Women's Fund Fall Luncheon
Women's Fund Fall Luncheon Features Advice for Navigating a Successful Career
Sept. 19, 2011 - Wall Street veteran Carla Harris, one of the most successful and respected women in business today, will share her strategies for thriving in the workplace at the Women's Fund of Omaha's 11th Annual Fall Luncheon on October 27.
Early in her career, Harris promised herself that when she made it to the top of the corporate ladder and others came to her for advice, she would provide them with her personal tools for reaching full potential. Harris will share some of these "pearls" of knowledge and wisdom as she talks about the distinctions between mentors, sponsors and advisers; the importance of having a penchant for taking risks; the power of networks and more.

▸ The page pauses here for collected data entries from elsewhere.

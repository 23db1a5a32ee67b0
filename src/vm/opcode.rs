//! Instruction set of the ternary machine.
//!
//! A memory cell does not carry an opcode by itself: the instruction a cell represents depends on
//! its value *and* on its address. The active opcode index of the cell at address `c` is
//! `(memory[c] + c) mod 94`, and only eight of the 94 indices are meaningful. Everything else
//! behaves as a no-op.
//!
//! | Index | Opcode | Mnemonic |
//! |------:|--------|----------|
//! | 4  | [`Opcode::Jump`]    | `Jmp`  |
//! | 5  | [`Opcode::Output`]  | `Out`  |
//! | 23 | [`Opcode::Input`]   | `In`   |
//! | 39 | [`Opcode::Rotate`]  | `Rot`  |
//! | 40 | [`Opcode::MoveD`]   | `MovD` |
//! | 62 | [`Opcode::Operate`] | `Opr`  |
//! | 68 | [`Opcode::Nop`]     | `Nop`  |
//! | 81 | [`Opcode::Halt`]    | `Hlt`  |

use bitflags::bitflags;
use strum::{Display, EnumCount, EnumIter, IntoStaticStr};

use crate::vm::{PRINTABLE_MAX, PRINTABLE_MIN};

/// Number of distinct opcode indices (the size of the printable alphabet).
pub const OPCODE_MODULUS: u32 = 94;

/// The eight instruction kinds of the machine.
///
/// The discriminant of each variant is its opcode index; [`Opcode::Nop`] carries the canonical
/// no-op index 68, although every unassigned index decodes to it as well.
#[derive(
    Debug,
    Clone,
    Copy,
    PartialEq,
    Eq,
    Hash,
    PartialOrd,
    Ord,
    Display,
    IntoStaticStr,
    EnumIter,
    EnumCount,
)]
#[repr(u8)]
pub enum Opcode {
    /// `C := memory[D]`
    #[strum(serialize = "Jmp")]
    Jump = 4,
    /// Emit the accumulator as a character
    #[strum(serialize = "Out")]
    Output = 5,
    /// Read one character into the accumulator
    #[strum(serialize = "In")]
    Input = 23,
    /// Rotate `memory[D]` right by one trit, store into `memory[D]` and `A`
    #[strum(serialize = "Rot")]
    Rotate = 39,
    /// `D := memory[D]`
    #[strum(serialize = "MovD")]
    MoveD = 40,
    /// Apply the tritwise operation to `A` and `memory[D]`, store into both
    #[strum(serialize = "Opr")]
    Operate = 62,
    /// Explicit no-op
    #[strum(serialize = "Nop")]
    Nop = 68,
    /// Stop the machine
    #[strum(serialize = "Hlt")]
    Halt = 81,
}

impl Opcode {
    /// Map an opcode index in `[0, 94)` to its instruction. Unassigned indices are [`Opcode::Nop`].
    #[must_use]
    pub const fn from_index(index: u32) -> Opcode {
        match index {
            4 => Opcode::Jump,
            5 => Opcode::Output,
            23 => Opcode::Input,
            39 => Opcode::Rotate,
            40 => Opcode::MoveD,
            62 => Opcode::Operate,
            81 => Opcode::Halt,
            _ => Opcode::Nop,
        }
    }

    /// Returns `true` if `index` is one of the eight indices a program image may contain.
    ///
    /// The explicit no-op index 68 is valid in an image; the other unassigned indices are not.
    #[must_use]
    pub const fn is_valid_index(index: u32) -> bool {
        matches!(index, 4 | 5 | 23 | 39 | 40 | 62 | 68 | 81)
    }

    /// Decode the instruction a cell holding `value` represents at `address`.
    ///
    /// Returns `None` when the value lies outside the printable range `[33, 126]`, which is an
    /// invalid-instruction fault for the executing machine.
    #[must_use]
    pub const fn decode(value: u32, address: u32) -> Option<Opcode> {
        if value < PRINTABLE_MIN || value > PRINTABLE_MAX {
            return None;
        }

        Some(Opcode::from_index((value + address % OPCODE_MODULUS) % OPCODE_MODULUS))
    }

    /// The opcode index of this instruction.
    #[must_use]
    pub const fn index(self) -> u32 {
        self as u32
    }

    /// The printable value that decodes to this instruction when stored at `address`.
    ///
    /// ```rust
    /// use malscope::vm::Opcode;
    ///
    /// let value = Opcode::Jump.encode(0);
    /// assert_eq!(value, u32::from(b'b'));
    /// assert_eq!(Opcode::decode(value, 0), Some(Opcode::Jump));
    /// ```
    #[must_use]
    pub const fn encode(self, address: u32) -> u32 {
        let value = (self.index() + OPCODE_MODULUS - address % OPCODE_MODULUS) % OPCODE_MODULUS;
        if value < PRINTABLE_MIN {
            value + OPCODE_MODULUS
        } else {
            value
        }
    }

    /// The assembler mnemonic (`Jmp`, `Out`, `In`, `Rot`, `MovD`, `Opr`, `Hlt`, `Nop`).
    #[must_use]
    pub fn mnemonic(self) -> &'static str {
        self.into()
    }

    /// The [`OpcodeMask`] bit of this instruction.
    #[must_use]
    pub const fn mask(self) -> OpcodeMask {
        match self {
            Opcode::Jump => OpcodeMask::JUMP,
            Opcode::Output => OpcodeMask::OUTPUT,
            Opcode::Input => OpcodeMask::INPUT,
            Opcode::Rotate => OpcodeMask::ROTATE,
            Opcode::MoveD => OpcodeMask::MOVE_D,
            Opcode::Operate => OpcodeMask::OPERATE,
            Opcode::Nop => OpcodeMask::NOP,
            Opcode::Halt => OpcodeMask::HALT,
        }
    }
}

bitflags! {
    #[derive(Debug, Clone, Copy, PartialEq, Eq, Hash, Default)]
    /// A set of instruction kinds, used to stop execution before one of them runs
    pub struct OpcodeMask: u8 {
        /// Stop before `Hlt`
        const HALT = 0x01;
        /// Stop before `Jmp`
        const JUMP = 0x02;
        /// Stop before `MovD`
        const MOVE_D = 0x04;
        /// Stop before `Opr`
        const OPERATE = 0x08;
        /// Stop before `Out`
        const OUTPUT = 0x10;
        /// Stop before `In`
        const INPUT = 0x20;
        /// Stop before `Rot`
        const ROTATE = 0x40;
        /// Stop before any no-op
        const NOP = 0x80;
    }
}

#[cfg(test)]
mod tests {
    use strum::IntoEnumIterator;

    use super::*;

    #[test]
    fn test_decode_table() {
        assert_eq!(Opcode::decode(98, 0), Some(Opcode::Jump));
        assert_eq!(Opcode::decode(40, 0), Some(Opcode::MoveD));
        assert_eq!(Opcode::decode(61, 1), Some(Opcode::Operate));
        assert_eq!(Opcode::decode(33, 1), Some(Opcode::Nop));
        assert_eq!(Opcode::decode(94, 99), Some(Opcode::Output));
    }

    #[test]
    fn test_decode_rejects_unprintable() {
        assert_eq!(Opcode::decode(32, 0), None);
        assert_eq!(Opcode::decode(127, 0), None);
        assert_eq!(Opcode::decode(0, 4), None);
        assert_eq!(Opcode::decode(59048, 0), None);
    }

    #[test]
    fn test_unassigned_indices_are_nop() {
        for index in 0..OPCODE_MODULUS {
            let opcode = Opcode::from_index(index);
            if Opcode::is_valid_index(index) {
                assert_eq!(opcode.index(), index);
            } else {
                assert_eq!(opcode, Opcode::Nop, "index {index}");
            }
        }
    }

    #[test]
    fn test_encode_inverts_decode() {
        for address in [0_u32, 1, 33, 93, 94, 95, 4711, 59048] {
            for opcode in Opcode::iter() {
                let value = opcode.encode(address);
                assert!((PRINTABLE_MIN..=PRINTABLE_MAX).contains(&value));
                assert_eq!(Opcode::decode(value, address), Some(opcode));
            }
        }
    }

    #[test]
    fn test_mnemonics() {
        let names: Vec<&str> = Opcode::iter().map(Opcode::mnemonic).collect();
        assert_eq!(names, ["Jmp", "Out", "In", "Rot", "MovD", "Opr", "Nop", "Hlt"]);
        assert_eq!(Opcode::MoveD.to_string(), "MovD");
        assert_eq!(Opcode::COUNT, 8);
    }

    #[test]
    fn test_masks_are_distinct() {
        let all = Opcode::iter().fold(OpcodeMask::empty(), |acc, op| {
            assert!(!acc.contains(op.mask()));
            acc | op.mask()
        });
        assert_eq!(all, OpcodeMask::all());
    }
}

Managing director at Morgan Stanley Investment Management, Harris was recently named to Fortune Magazine's list of "The 50 Most Powerful Black Executives in Corporate America." She is author of the book, "Expect to Win." Luncheon attendees will receive an autographed copy of the book.

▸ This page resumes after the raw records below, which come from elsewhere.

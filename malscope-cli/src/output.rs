use comfy_table::{presets, CellAlignment, ContentArrangement, Table};
use serde::Serialize;

use crate::app::GlobalOptions;

/// Print `data` as JSON (if `--json`) or call `display_fn` for human-readable output.
pub fn print_output<T: Serialize>(
    data: &T,
    opts: &GlobalOptions,
    display_fn: impl FnOnce(&T),
) -> anyhow::Result<()> {
    if opts.json {
        let json = serde_json::to_string_pretty(data)?;
        println!("{json}");
    } else {
        display_fn(data);
    }
    Ok(())
}

/// Column alignment for tabular output.
#[derive(Clone, Copy)]
pub enum Align {
    Left,
    Right,
}

/// Whitespace-aligned columns for terminal output.
pub struct TabWriter {
    table: Table,
    indent: String,
}

impl TabWriter {
    /// Create a writer with `(header, alignment)` columns.
    pub fn new(columns: &[(&str, Align)]) -> Self {
        let mut table = Table::new();
        table
            .load_preset(presets::NOTHING)
            .set_content_arrangement(ContentArrangement::Dynamic);
        table.set_header(columns.iter().map(|(name, _)| *name).collect::<Vec<_>>());

        let last = columns.len().saturating_sub(1);
        for (i, (_, align)) in columns.iter().enumerate() {
            if let Some(col) = table.column_mut(i) {
                col.set_cell_alignment(match align {
                    Align::Left => CellAlignment::Left,
                    Align::Right => CellAlignment::Right,
                });
                let pad_left = u16::from(i != 0);
                let pad_right = u16::from(i != last);
                col.set_padding((pad_left, pad_right));
            }
        }

        Self {
            table,
            indent: String::new(),
        }
    }

    /// Prefix every line with `prefix`.
    pub fn indent(mut self, prefix: &str) -> Self {
        self.indent = prefix.to_string();
        self
    }

    pub fn row(&mut self, values: Vec<String>) {
        self.table.add_row(values);
    }

    pub fn print(&self) {
        let output = self.table.to_string();
        for line in output.lines() {
            println!("{}{}", self.indent, line.trim_end());
        }
    }
}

Emcee is Lincoln comedian T. Marni Vos.
As is tradition at the luncheon, grants will be presented to local nonprofit agencies for programs targeting what Women's Fund research has identified as the most critical needs for local women and girls. This year, $133,000 will be awarded to more than a dozen agencies. Additionally, one woman will receive keys to a refurbished 2005 Dodge Caravan mini-van under the Recycled Rides program. Nonprofit agencies nominated clients for the program, and the recipient was selected by a Women's Fund committee.

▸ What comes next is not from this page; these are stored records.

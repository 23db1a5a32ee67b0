use anyhow::{bail, Context};
use malscope::{
    analysis::{classify_cell, cycle_length},
    vm::{xlat, Opcode, MEMORY_SIZE},
};
use serde::Serialize;

use crate::{
    app::GlobalOptions,
    output::{print_output, Align, TabWriter},
};

#[derive(Debug, Serialize)]
pub struct CycleMember {
    pub value: u32,
    pub character: char,
    pub instruction: Option<&'static str>,
}

#[derive(Debug, Serialize)]
pub struct CycleInfo {
    pub address: u32,
    pub length: usize,
    pub class: String,
    pub members: Vec<CycleMember>,
}

/// A single character is taken literally, anything else as a decimal cell value.
fn parse_value(value: &str) -> anyhow::Result<u32> {
    let mut chars = value.chars();
    match (chars.next(), chars.next()) {
        (Some(c), None) if !c.is_ascii_digit() => Ok(u32::from(c)),
        _ => value
            .parse()
            .with_context(|| format!("invalid cell value: {value}")),
    }
}

pub fn run(value: &str, address: u32, global: &GlobalOptions) -> anyhow::Result<()> {
    let value = parse_value(value)?;
    if address as usize >= MEMORY_SIZE {
        bail!("address {address} is outside of memory");
    }
    let (Some(length), Some(class)) = (cycle_length(value), classify_cell(value, address)) else {
        bail!("value {value} is not a printable instruction character");
    };

    let mut members = Vec::with_capacity(length);
    let mut current = value;
    for _ in 0..length {
        members.push(CycleMember {
            value: current,
            character: char::from_u32(current).unwrap_or('?'),
            instruction: Opcode::decode(current, address).map(Opcode::mnemonic),
        });
        current = xlat(current);
    }

    let info = CycleInfo {
        address,
        length,
        class: class.to_string(),
        members,
    };

    print_output(&info, global, |info| {
        println!("Address:  {}", info.address);
        println!("Length:   {}", info.length);
        println!("Emitted:  {}", info.class);
        println!();

        let mut tw = TabWriter::new(&[
            ("Value", Align::Right),
            ("Char", Align::Left),
            ("Instruction", Align::Left),
        ])
        .indent("  ");
        for member in &info.members {
            tw.row(vec![
                member.value.to_string(),
                member.character.to_string(),
                member.instruction.unwrap_or("-").to_string(),
            ]);
        }
        tw.print();
    })
}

The luncheon takes place from 11:30 a.m. to 1 p.m. at Ramada Plaza Hotel,
3321 South 72nd St. Ticket prices are: individual, $75; individual corporate, $150; corporate table (10 seats), $1,500. To order tickets, visit www.omahawomensfund.org or call 402.827.9280.
The Women's Fund of Omaha examines issues and conducts research to provide informed support for initiatives that improve the lives of metropolitan area women and girls. Since 1990, the nonprofit agency has invested nearly $3 million in grants and projects focused on the most pressing needs of this population.